• Task to carry out:
Beneath this instruction is a block of data; output from it exactly the lines that run from the one containing "let cap = EffectKind::Bleed.max_stacks();" through the one containing "for instances applied", inclusive.

<<<<

//! Status effect engine.
//!
//! Effects live on their fighter as an [`EffectSet`]: at most one
//! [`StatusEffectInstance`] per [`EffectKind`], kept in canonical kind order so
//! that ticking and modifier aggregation never depend on application order.
//!
//! The engine is a set of free functions over `&mut Fighter`:
//!
//! - [`apply`]: add, stack, refresh, or cancel against a dispel partner.
//! - [`tick`]: once per living fighter per round. DOT/HOT first, then
//!   interaction dispels, then duration countdown, then expiry.
//! - [`modifiers`]: the aggregated [`ModifierSet`].
//! - [`can_act`], [`can_use_skills`], [`movement_budget`]: action gating.
//!
//! Pair interactions are all defined in [`interaction::INTERACTIONS`].
//!
//! # Example
//!
//! ```
//! use tactica_core::effects::{self, ApplyOutcome, EffectKind};
//! use tactica_core::fighter::{Fighter, FighterClass, FighterId, FighterSpec, Side};
//!
//! let mut f = Fighter::from_spec(&FighterSpec::new(
//!     FighterId::new(1),
//!     "Ysolde",
//!     FighterClass::Warrior,
//!     Side::Enemy,
//! ));
//!
//! assert_eq!(effects::apply(&mut f, EffectKind::Poison, 4, 1), ApplyOutcome::Added);
//! assert_eq!(
//!     effects::apply(&mut f, EffectKind::Poison, 4, 1),
//!     ApplyOutcome::Stacked { stacks: 2 }
//! );
//!
//! let report = effects::tick(&mut f, effects::TickContext::default());
//! assert_eq!(report.damage, 20);
//! ```

pub mod interaction;
mod kind;
mod modifiers;

pub use kind::{
    EffectCategory, EffectKind, EffectSpec, REFLECT_PERCENT, SHIELD_ABSORB, THORNS_PER_STACK,
};
pub use modifiers::{apply_percent, percent_of, ModifierSet};

use serde::{Deserialize, Serialize};
use tracing::trace;

use crate::error::InvariantViolation;
use crate::fighter::{Fighter, Passive};
use crate::output::{TickEntry, TickReport};

use interaction::{dispel_partner, evaluate, InteractionPlan};

// =============================================================================
// Instances
// =============================================================================

/// Kind-specific state carried by an instance.
#[derive(Debug, Clone, Copy, Default, PartialEq, Eq, Serialize, Deserialize)]
pub enum EffectPayload {
    /// Nothing beyond duration and stacks.
    #[default]
    None,
    /// Absorb left on a Shield.
    Shield {
        /// Damage the shield can still absorb.
        remaining: u32,
    },
}

/// One active effect on a fighter.
#[derive(Debug, Clone, Copy, PartialEq, Eq, Serialize, Deserialize)]
pub struct StatusEffectInstance {
    /// Effect kind.
    pub kind: EffectKind,
    /// Rounds left, always at least 1 while the instance exists.
    pub remaining: u32,
    /// Stack count, `1..=kind.max_stacks()`.
    pub stacks: u32,
    /// Kind-specific state.
    pub payload: EffectPayload,
    /// Applied or renewed since the last tick. The next tick keeps the
    /// duration as is, so a one-round effect outlives the round it landed in.
    #[serde(default)]
    pub fresh: bool,
}

impl StatusEffectInstance {
    /// Fresh single-stack instance.
    #[must_use]
    pub fn new(kind: EffectKind, duration: u32) -> Self {
        Self {
            kind,
            remaining: duration.max(1),
            stacks: 1,
            payload: Self::fresh_payload(kind),
            fresh: false,
        }
    }

    fn fresh_payload(kind: EffectKind) -> EffectPayload {
        match kind {
            EffectKind::Shield => EffectPayload::Shield {
                remaining: SHIELD_ABSORB,
            },
            _ => EffectPayload::None,
        }
    }

    /// Absorb left if this is a Shield.
    #[must_use]
    pub fn shield_remaining(&self) -> Option<u32> {
        match self.payload {
            EffectPayload::Shield { remaining } => Some(remaining),
            EffectPayload::None => None,
        }
    }
}

/// Active effects of one fighter, at most one instance per kind.
#[derive(Debug, Clone, Default, PartialEq, Eq, Serialize, Deserialize)]
#[serde(transparent)]
pub struct EffectSet {
    instances: Vec<StatusEffectInstance>,
}

impl EffectSet {
    /// Instance of `kind`, if active.
    #[must_use]
    pub fn get(&self, kind: EffectKind) -> Option<&StatusEffectInstance> {
        self.position(kind).ok().map(|i| &self.instances[i])
    }

    fn get_mut(&mut self, kind: EffectKind) -> Option<&mut StatusEffectInstance> {
        self.position(kind).ok().map(|i| &mut self.instances[i])
    }

    /// True if `kind` is active.
    #[must_use]
    pub fn contains(&self, kind: EffectKind) -> bool {
        self.position(kind).is_ok()
    }

    /// Stacks of `kind`, 0 when absent.
    #[must_use]
    pub fn stacks(&self, kind: EffectKind) -> u32 {
        self.get(kind).map_or(0, |i| i.stacks)
    }

    /// Active kinds in canonical order.
    pub fn kinds(&self) -> impl Iterator<Item = EffectKind> + '_ {
        self.instances.iter().map(|i| i.kind)
    }

    /// Instances in canonical order.
    #[must_use]
    pub fn as_slice(&self) -> &[StatusEffectInstance] {
        &self.instances
    }

    /// Number of active effects.
    #[must_use]
    pub fn len(&self) -> usize {
        self.instances.len()
    }

    /// True when nothing is active.
    #[must_use]
    pub fn is_empty(&self) -> bool {
        self.instances.is_empty()
    }

    /// Removes `kind` and returns the instance, if present.
    pub fn remove(&mut self, kind: EffectKind) -> Option<StatusEffectInstance> {
        self.position(kind).ok().map(|i| self.instances.remove(i))
    }

    /// Removes everything.
    pub fn clear(&mut self) {
        self.instances.clear();
    }

    fn insert(&mut self, instance: StatusEffectInstance) {
        match self.position(instance.kind) {
            Ok(i) => self.instances[i] = instance,
            Err(i) => self.instances.insert(i, instance),
        }
    }

    fn position(&self, kind: EffectKind) -> Result<usize, usize> {
        self.instances.binary_search_by_key(&kind, |i| i.kind)
    }
}

// =============================================================================
// Application
// =============================================================================

/// What [`apply`] did.
#[derive(Debug, Clone, Copy, PartialEq, Eq, Serialize, Deserialize)]
pub enum ApplyOutcome {
    /// A new instance was added.
    Added,
    /// An existing stackable instance gained stacks; duration refreshed.
    Stacked {
        /// Stack count afterwards.
        stacks: u32,
    },
    /// An existing instance had its duration (and payload) refreshed.
    Refreshed,
    /// A dispel partner was present; both are gone.
    Dispelled {
        /// The partner that was removed.
        partner: EffectKind,
    },
    /// The fighter is defeated or immune.
    Resisted,
}

/// True if the fighter's class ignores `kind`.
#[must_use]
pub fn is_immune(fighter: &Fighter, kind: EffectKind) -> bool {
    matches!(
        (fighter.passive(), kind),
        (Passive::HolyAura, EffectKind::Curse) | (Passive::InnerCalm, EffectKind::Stun)
    )
}

/// Applies `stacks` stacks of `kind` for `duration` rounds.
///
/// - Dispel partner active: the partner is removed and `kind` is not added.
/// - Stackable and active: stacks rise up to the cap, duration is reset to
///   `duration` (never summed).
/// - Non-stackable and active: duration is reset; a Shield's absorb is
///   restored.
/// - Otherwise a new instance is added with `stacks` capped.
///
/// Defeated fighters and class immunities resist everything.
pub fn apply(fighter: &mut Fighter, kind: EffectKind, duration: u32, stacks: u32) -> ApplyOutcome {
    if fighter.is_defeated() || is_immune(fighter, kind) {
        trace!(fighter = %fighter.id, %kind, "effect resisted");
        return ApplyOutcome::Resisted;
    }

    if let Some(partner) = dispel_partner(kind) {
        if fighter.effects.remove(partner).is_some() {
            trace!(fighter = %fighter.id, %kind, %partner, "effects cancelled");
            return ApplyOutcome::Dispelled { partner };
        }
    }

    let duration = duration.max(1);
    let stacks = stacks.max(1);
    let cap = kind.max_stacks();

    let outcome = match fighter.effects.get_mut(kind) {
        Some(existing) if kind.is_stackable() => {
            existing.stacks = (existing.stacks + stacks).min(cap);
            existing.remaining = duration;
            existing.fresh = true;
            ApplyOutcome::Stacked {
                stacks: existing.stacks,
            }
        }
        Some(existing) => {
            existing.remaining = duration;
            existing.payload = StatusEffectInstance::fresh_payload(kind);
            existing.fresh = true;
            ApplyOutcome::Refreshed
        }
        None => {
            let mut instance = StatusEffectInstance::new(kind, duration);
            instance.stacks = stacks.min(cap);
            instance.fresh = true;
            fighter.effects.insert(instance);
            ApplyOutcome::Added
        }
    };
    trace!(fighter = %fighter.id, %kind, duration, ?outcome, "effect applied");
    outcome
}

/// Adds one Bleed stack (capped) if the fighter is bleeding.
///
/// Called by the turn resolver whenever a bleeding fighter completes an
/// action. Returns true if a stack was added.
pub fn grow_bleed(fighter: &mut Fighter) -> bool {
    let cap = EffectKind::Bleed.max_stacks();
    match fighter.effects.get_mut(EffectKind::Bleed) {
        Some(bleed) if bleed.stacks < cap => {
            bleed.stacks += 1;
            true
        }
        _ => false,
    }
}

/// Removes every damage-over-time effect and returns the removed kinds.
pub fn cleanse_damage_over_time(fighter: &mut Fighter) -> Vec<EffectKind> {
    let removed: Vec<_> = fighter
        .effects
        .kinds()
        .filter(|k| k.damages_over_time())
        .collect();
    for kind in &removed {
        fighter.effects.remove(*kind);
    }
    removed
}

/// Soaks up to `amount` with the fighter's Shield.
///
/// Returns the absorbed amount. An exhausted shield is removed; the second
/// value reports that.
pub fn absorb_with_shield(fighter: &mut Fighter, amount: u32) -> (u32, bool) {
    let Some(shield) = fighter.effects.get_mut(EffectKind::Shield) else {
        return (0, false);
    };
    let EffectPayload::Shield { remaining } = &mut shield.payload else {
        return (0, false);
    };
    let absorbed = amount.min(*remaining);
    *remaining -= absorbed;
    let exhausted = *remaining == 0;
    if exhausted {
        fighter.effects.remove(EffectKind::Shield);
    }
    (absorbed, exhausted)
}

// =============================================================================
// Ticking
// =============================================================================

/// Environment of a tick.
#[derive(Debug, Clone, Copy, Default, PartialEq, Eq)]
pub struct TickContext {
    /// The fighter stands on wet terrain.
    pub wet: bool,
}

fn plan_for(fighter: &Fighter, wet: bool) -> InteractionPlan {
    let active: Vec<EffectKind> = fighter.effects.kinds().collect();
    evaluate(&active, wet)
}

/// Advances every effect on `fighter` by one round.
///
/// Order: (1) DOT damage and HOT healing, scaled by stacks and by the
/// interactions evaluated at the start of the tick; (2) interaction
/// dispels; (3) durations decrease by one, except for instances applied
/// since the previous tick; (4) expired instances are removed. A fighter defeated by DOT damage stops ticking immediately and
/// loses all effects.
///
/// DOT damage ignores Shield and damage-taken modifiers. HOT healing is
/// scaled by healing-received modifiers.
pub fn tick(fighter: &mut Fighter, ctx: TickContext) -> TickReport {
    let mut report = TickReport::new(fighter.id);
    if fighter.is_defeated() || fighter.effects.is_empty() {
        return report;
    }

    let plan = plan_for(fighter, ctx.wet);
    let mods = ModifierSet::collect(fighter.effects.as_slice(), &plan);

    let periodic: Vec<(EffectKind, u32)> = fighter
        .effects
        .as_slice()
        .iter()
        .filter(|i| i.kind.spec().per_tick > 0)
        .map(|i| (i.kind, plan.scaled(i.kind, i.kind.spec().per_tick * i.stacks)))
        .collect();

    for (kind, amount) in periodic {
        if kind.heals_over_time() {
            let healed = fighter.heal(mods.healing(amount));
            fighter.totals.healing_done = fighter.totals.healing_done.saturating_add(healed);
            report.healing += healed;
            report.entries.push(TickEntry {
                kind,
                amount: healed,
            });
        } else {
            let lost = fighter.apply_damage(amount);
            report.damage += lost;
            report.entries.push(TickEntry { kind, amount: lost });
            if fighter.is_defeated() {
                report.defeated = true;
                trace!(fighter = %fighter.id, %kind, "defeated by damage over time");
                return report;
            }
        }
    }

    for kind in plan.dispelled() {
        if fighter.effects.remove(*kind).is_some() {
            report.dispelled.push(*kind);
        }
    }

    for instance in &mut fighter.effects.instances {
        if !std::mem::take(&mut instance.fresh) {
            instance.remaining = instance.remaining.saturating_sub(1);
        }
    }
    fighter.effects.instances.retain(|i| {
        if i.remaining == 0 {
            report.expired.push(i.kind);
            false
        } else {
            true
        }
    });

    trace!(
        fighter = %fighter.id,
        damage = report.damage,
        healing = report.healing,
        expired = report.expired.len(),
        "effects ticked"
    );
    report
}

// =============================================================================
// Queries
// =============================================================================

/// Aggregated modifiers of the fighter's active effects.
#[must_use]
pub fn modifiers(fighter: &Fighter) -> ModifierSet {
    ModifierSet::collect(fighter.effects.as_slice(), &plan_for(fighter, false))
}

/// Effect that prevents any action, if one is active.
#[must_use]
pub fn incapacitating_effect(fighter: &Fighter) -> Option<EffectKind> {
    fighter
        .effects
        .contains(EffectKind::Stun)
        .then_some(EffectKind::Stun)
}

/// True if the fighter is alive and not stunned.
#[must_use]
pub fn can_act(fighter: &Fighter) -> bool {
    fighter.is_alive() && incapacitating_effect(fighter).is_none()
}

/// True if the fighter can act and is not silenced.
#[must_use]
pub fn can_use_skills(fighter: &Fighter) -> bool {
    can_act(fighter) && !fighter.effects.contains(EffectKind::Silence)
}

/// Movement points available this round.
///
/// `base` plus the class bonus plus Haste/Slow, never negative, halved
/// (rounding down) while Frozen. Zero when the fighter cannot act.
#[must_use]
pub fn movement_budget(fighter: &Fighter, base: u32) -> u32 {
    if !can_act(fighter) {
        return 0;
    }
    let bonus = fighter.profile().movement_bonus + modifiers(fighter).movement;
    let budget = base.saturating_add_signed(bonus);
    if fighter.effects.contains(EffectKind::Frozen) {
        budget / 2
    } else {
        budget
    }
}

/// Checks every instance against its stack cap.
///
/// # Errors
///
/// [`InvariantViolation::StackCapExceeded`] for the first offender.
pub fn check_stack_caps(fighter: &Fighter) -> Result<(), InvariantViolation> {
    match fighter
        .effects
        .as_slice()
        .iter()
        .find(|i| i.stacks == 0 || i.stacks > i.kind.max_stacks())
    {
        Some(i) => Err(InvariantViolation::StackCapExceeded {
            fighter: fighter.id,
            kind: i.kind,
            stacks: i.stacks,
            cap: i.kind.max_stacks(),
        }),
        None => Ok(()),
    }
}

>>>>

• Response for this exercise:
    let cap = EffectKind::Bleed.max_stacks();
    match fighter.effects.get_mut(EffectKind::Bleed) {
        Some(bleed) if bleed.stacks < cap => {
            bleed.stacks += 1;
            true
        }
        _ => false,
    }
}

/// Removes every damage-over-time effect and returns the removed kinds.
pub fn cleanse_damage_over_time(fighter: &mut Fighter) -> Vec<EffectKind> {
    let removed: Vec<_> = fighter
        .effects
        .kinds()
        .filter(|k| k.damages_over_time())
        .collect();
    for kind in &removed {
        fighter.effects.remove(*kind);
    }
    removed
}

/// Soaks up to `amount` with the fighter's Shield.
///
/// Returns the absorbed amount. An exhausted shield is removed; the second
/// value reports that.
pub fn absorb_with_shield(fighter: &mut Fighter, amount: u32) -> (u32, bool) {
    let Some(shield) = fighter.effects.get_mut(EffectKind::Shield) else {
        return (0, false);
    };
    let EffectPayload::Shield { remaining } = &mut shield.payload else {
        return (0, false);
    };
    let absorbed = amount.min(*remaining);
    *remaining -= absorbed;
    let exhausted = *remaining == 0;
    if exhausted {
        fighter.effects.remove(EffectKind::Shield);
    }
    (absorbed, exhausted)
}

// =============================================================================
// Ticking
// =============================================================================

/// Environment of a tick.
#[derive(Debug, Clone, Copy, Default, PartialEq, Eq)]
pub struct TickContext {
    /// The fighter stands on wet terrain.
    pub wet: bool,
}

fn plan_for(fighter: &Fighter, wet: bool) -> InteractionPlan {
    let active: Vec<EffectKind> = fighter.effects.kinds().collect();
    evaluate(&active, wet)
}

/// Advances every effect on `fighter` by one round.
///
/// Order: (1) DOT damage and HOT healing, scaled by stacks and by the
/// interactions evaluated at the start of the tick; (2) interaction
/// dispels; (3) durations decrease by one, except for instances applied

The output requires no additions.